**PROMPT**
Give back the lines of the records exactly, starting at the first and ending at the one with "the static site".

**PROVIDED RECORDS**
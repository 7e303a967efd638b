use crate::contact::{ContactDispatcher, ContactError, ContactFormData};
use actix_web::http::StatusCode;
use actix_web::{web, HttpResponse, HttpResponseBuilder, ResponseError};

pub const CONTACT_FAILURE_MESSAGE: &str =
    "Sorry, there was a problem sending your message. Please try again later.";
pub const INVALID_FORM_MESSAGE: &str = "Invalid form submission";

#[derive(serde::Serialize)]
struct ErrorBody<'a> {
    error: ErrorMessage<'a>,
}

#[derive(serde::Serialize)]
struct ErrorMessage<'a> {
    message: &'a str,
}

#[derive(serde::Serialize)]
struct SuccessBody {
    success: bool,
}

fn error_body(message: &str) -> ErrorBody<'_> {
    ErrorBody {
        error: ErrorMessage { message },
    }
}

// The form is posted cross-origin from the static site
fn with_cors(builder: &mut HttpResponseBuilder) -> &mut HttpResponseBuilder {
    builder
        .insert_header(("Access-Control-Allow-Origin", "*"))
        .insert_header(("Access-Control-Allow-Methods", "POST, OPTIONS"))
        .insert_header(("Access-Control-Allow-Headers", "Content-Type"))
}

impl ResponseError for ContactError {
    fn status_code(&self) -> StatusCode {
        match self {
            ContactError::Validation(_) => StatusCode::BAD_REQUEST,
            ContactError::NotificationDispatch(_) => StatusCode::INTERNAL_SERVER_ERROR,
        }
    }

    fn error_response(&self) -> HttpResponse {
        // Dispatch details stay in the logs
        let message = match self {
            ContactError::Validation(error) => error.message,
            ContactError::NotificationDispatch(_) => CONTACT_FAILURE_MESSAGE,
        };
        with_cors(&mut HttpResponse::build(self.status_code())).json(error_body(message))
    }
}

/// Answer undecodable bodies with the same JSON error shape as validation.
pub fn contact_form_config() -> web::FormConfig {
    web::FormConfig::default().error_handler(|error, _request| {
        tracing::warn!("Failed to decode contact form: {}", error);
        let response =
            with_cors(&mut HttpResponse::BadRequest()).json(error_body(INVALID_FORM_MESSAGE));
        actix_web::error::InternalError::from_response(error, response).into()
    })
}

#[tracing::instrument(
    name = "Handling contact submission",
    skip(form, dispatcher),
    fields(
        submitter_name = %form.name,
        submitter_email = %form.email
    )
)]
pub async fn contact(
    form: web::Form<ContactFormData>,
    dispatcher: web::Data<ContactDispatcher>,
) -> Result<HttpResponse, ContactError> {
    dispatcher.submit(form.into_inner()).await?;
    Ok(with_cors(&mut HttpResponse::Ok()).json(SuccessBody { success: true }))
}

pub async fn contact_preflight() -> HttpResponse {
    with_cors(&mut HttpResponse::NoContent()).finish()
}
use crate::configuration::{EmailProvider, EmailSettings, Settings};
use crate::contact::{ContactDispatcher, ContactIdentity};
use crate::email_client::{EmailSender, ResendEmailClient};
use crate::routes::{contact, contact_form_config, contact_preflight, healthcheck};
use crate::smtp_email_sender::SmtpEmailSender;
use actix_web::{dev::Server, http::Method, web, App, HttpServer};
use anyhow::{anyhow, Context};
use std::net::TcpListener;
use std::sync::Arc;
use tracing_actix_web::TracingLogger;

// The site posts to /api/contact; /contact is kept for direct form posts
pub const CONTACT_PATHS: [&str; 2] = ["/contact", "/api/contact"];

/// Build the one email sender shared by every request.
pub fn build_email_sender(settings: &EmailSettings) -> anyhow::Result<Arc<dyn EmailSender>> {
    match settings.provider {
        EmailProvider::Resend => {
            let api_key = settings
                .api_key
                .clone()
                .filter(|api_key| !api_key.is_empty())
                .ok_or_else(|| anyhow!("email.api_key is required for the resend provider"))?;
            let client =
                ResendEmailClient::new(settings.base_url.clone(), api_key, settings.timeout())
                    .context("Failed to build Resend HTTP client")?;
            Ok(Arc::new(client))
        }
        EmailProvider::Smtp => {
            let smtp_settings = settings
                .smtp
                .as_ref()
                .ok_or_else(|| anyhow!("email.smtp is required for the smtp provider"))?;
            let sender = SmtpEmailSender::new(smtp_settings, settings.timeout())
                .with_context(|| format!("Failed to build SMTP relay to {}", smtp_settings.host))?;
            Ok(Arc::new(sender))
        }
    }
}

pub fn build_dispatcher(settings: &Settings) -> anyhow::Result<ContactDispatcher> {
    let email_sender = build_email_sender(&settings.email)?;
    Ok(ContactDispatcher::new(
        email_sender,
        ContactIdentity::from_settings(settings),
    ))
}

fn contact_routes(cfg: &mut web::ServiceConfig) {
    for path in CONTACT_PATHS {
        cfg.service(
            web::resource(path)
                .route(web::post().to(contact))
                .route(web::method(Method::OPTIONS).to(contact_preflight)),
        );
    }
}

/// Serve the contact routes on `listener`. The healthcheck is served on
/// `admin_listener` when one is given, otherwise next to the contact routes.
pub fn run(
    listener: TcpListener,
    admin_listener: Option<TcpListener>,
    dispatcher: ContactDispatcher,
) -> Result<(Server, Option<Server>), std::io::Error> {
    let dispatcher = web::Data::new(dispatcher);
    let healthcheck_on_main = admin_listener.is_none();
    let dispatcher1 = dispatcher.clone();
    let server = HttpServer::new(move || {
        let app = App::new()
            // Request spans with request id
            .wrap(TracingLogger::default())
            .app_data(contact_form_config())
            .app_data(dispatcher1.clone())
            .configure(contact_routes);
        if healthcheck_on_main {
            app.route("/healthcheck", web::get().to(healthcheck))
        } else {
            app
        }
    })
    .listen(listener)?
    .run();
    let admin_listener = match admin_listener {
        Some(admin_listener) => admin_listener,
        None => return Ok((server, None)),
    };
    let admin_server = HttpServer::new(move || {
        App::new()
            .wrap(TracingLogger::default())
            .app_data(dispatcher.clone())
            .route("/healthcheck", web::get().to(healthcheck))
    })
    .listen(admin_listener)?
    .run();
    Ok((server, Some(admin_server)))
}
use crate::contact::contact_validation_error::{
    ContactField, ValidationError, MESSAGE_TOO_SHORT_MESSAGE,
};
use std::convert::AsRef;
use std::fmt;
use std::str::FromStr;

pub const MESSAGE_MIN_CHARACTERS: usize = 10;

#[derive(Debug, Clone, PartialEq, Eq)]
pub struct ContactFilteredMessage(String);

impl ContactFilteredMessage {
    pub fn new(message: &str) -> Result<Self, ValidationError> {
        Self::parse(message)
    }
    /// Length is counted in characters, not bytes, on the message as typed.
    pub fn parse(message: &str) -> Result<Self, ValidationError> {
        if message.chars().count() < MESSAGE_MIN_CHARACTERS {
            return Err(ValidationError::new(
                ContactField::Message,
                MESSAGE_TOO_SHORT_MESSAGE,
            ));
        }
        Ok(Self(message.to_owned()))
    }
}

impl AsRef<str> for ContactFilteredMessage {
    fn as_ref(&self) -> &str {
        &self.0
    }
}

impl FromStr for ContactFilteredMessage {
    type Err = ValidationError;

    fn from_str(s: &str) -> Result<Self, Self::Err> {
        Self::new(s)
    }
}

impl fmt::Display for ContactFilteredMessage {
    #[inline]
    fn fmt(&self, f: &mut fmt::Formatter<'_>) -> fmt::Result {
        fmt::Display::fmt(&self.0, f)
    }
}
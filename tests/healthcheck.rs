mod common;

use common::launch_http_server;
use contact_rs::routes::healthcheck_structs::HealthcheckObject;

#[tokio::test]
async fn healthcheck_endpoint() {
    // Arrange
    let app = launch_http_server(false).await;
    // Act
    // Client library makes HTTP requests against server
    let healthcheck_route = &format!("{}/healthcheck", app.address);
    let response = app
        .client
        .get(healthcheck_route)
        .send()
        .await
        .unwrap_or_else(|_| panic!("Failed GET request to {}", healthcheck_route));
    // Assert
    // Status 200 OK
    assert!(response.status().is_success());
    let healthcheck: HealthcheckObject = response.json().await.unwrap();
    assert_eq!(healthcheck.status, "pass");
    assert_eq!(healthcheck.checks.email_sender.status, "pass");
    assert_eq!(healthcheck.checks.email_sender.component_type, "resend");
    assert_eq!(healthcheck.version, env!("CARGO_PKG_VERSION"));
}

#[tokio::test]
async fn healthcheck_moves_to_admin_listener() {
    // Arrange
    let app = launch_http_server(true).await;
    let admin_address = app.admin_address.clone().expect("Admin listener not started");
    // Act
    let admin_response = app
        .client
        .get(format!("{}/healthcheck", admin_address))
        .send()
        .await
        .unwrap();
    let public_response = app
        .client
        .get(format!("{}/healthcheck", app.address))
        .send()
        .await
        .unwrap();
    // Assert
    assert_eq!(200, admin_response.status().as_u16());
    assert_eq!(404, public_response.status().as_u16());
}

#[tokio::test]
async fn contact_rejects_get_requests() {
    // Arrange
    let app = launch_http_server(false).await;
    // Act
    let response = app
        .client
        .get(format!("{}/api/contact", app.address))
        .send()
        .await
        .unwrap();
    // Assert
    assert_eq!(405, response.status().as_u16());
}
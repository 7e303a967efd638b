mod contact_dispatch;
mod contact_event_type;
mod contact_filtered_email;
mod contact_filtered_message;
mod contact_filtered_name;
mod contact_form_data;
mod contact_message_format;
mod contact_templates;
mod contact_validation_error;

pub use contact_dispatch::{
    ConfirmationDispatchError, ConfirmationStatus, ContactDispatcher, ContactError,
    DispatchError, DispatchReport,
};
pub use contact_event_type::{resolve_event_type, NOT_SPECIFIED, OTHER_EVENT_TYPE};
pub use contact_filtered_email::ContactFilteredEmail;
pub use contact_filtered_message::{ContactFilteredMessage, MESSAGE_MIN_CHARACTERS};
pub use contact_filtered_name::ContactFilteredName;
pub use contact_form_data::{ContactFormData, Submission};
pub use contact_message_format::{format_message, message_lines, LINE_BREAK_TAG};
pub use contact_templates::{
    confirmation_email, notification_email, ContactIdentity, CONFIRMATION_SUBJECT,
};
pub use contact_validation_error::{
    ContactField, ValidationError, EMAIL_INVALID_MESSAGE, MESSAGE_TOO_SHORT_MESSAGE,
    NAME_REQUIRED_MESSAGE,
};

**OUTPUT FOR THIS TASK**
repository 7e303a967efd638b
use crate::contact::{ContactDispatcher, ContactError, ContactFormData};
use actix_web::http::StatusCode;
use actix_web::{web, HttpResponse, HttpResponseBuilder, ResponseError};

pub const CONTACT_FAILURE_MESSAGE: &str =
    "Sorry, there was a problem sending your message. Please try again later.";
pub const INVALID_FORM_MESSAGE: &str = "Invalid form submission";

#[derive(serde::Serialize)]
struct ErrorBody<'a> {
    error: ErrorMessage<'a>,
}

#[derive(serde::Serialize)]
struct ErrorMessage<'a> {
    message: &'a str,
}

#[derive(serde::Serialize)]
struct SuccessBody {
    success: bool,
}

fn error_body(message: &str) -> ErrorBody<'_> {
    ErrorBody {
        error: ErrorMessage { message },
    }
}

// The form is posted cross-origin from the static site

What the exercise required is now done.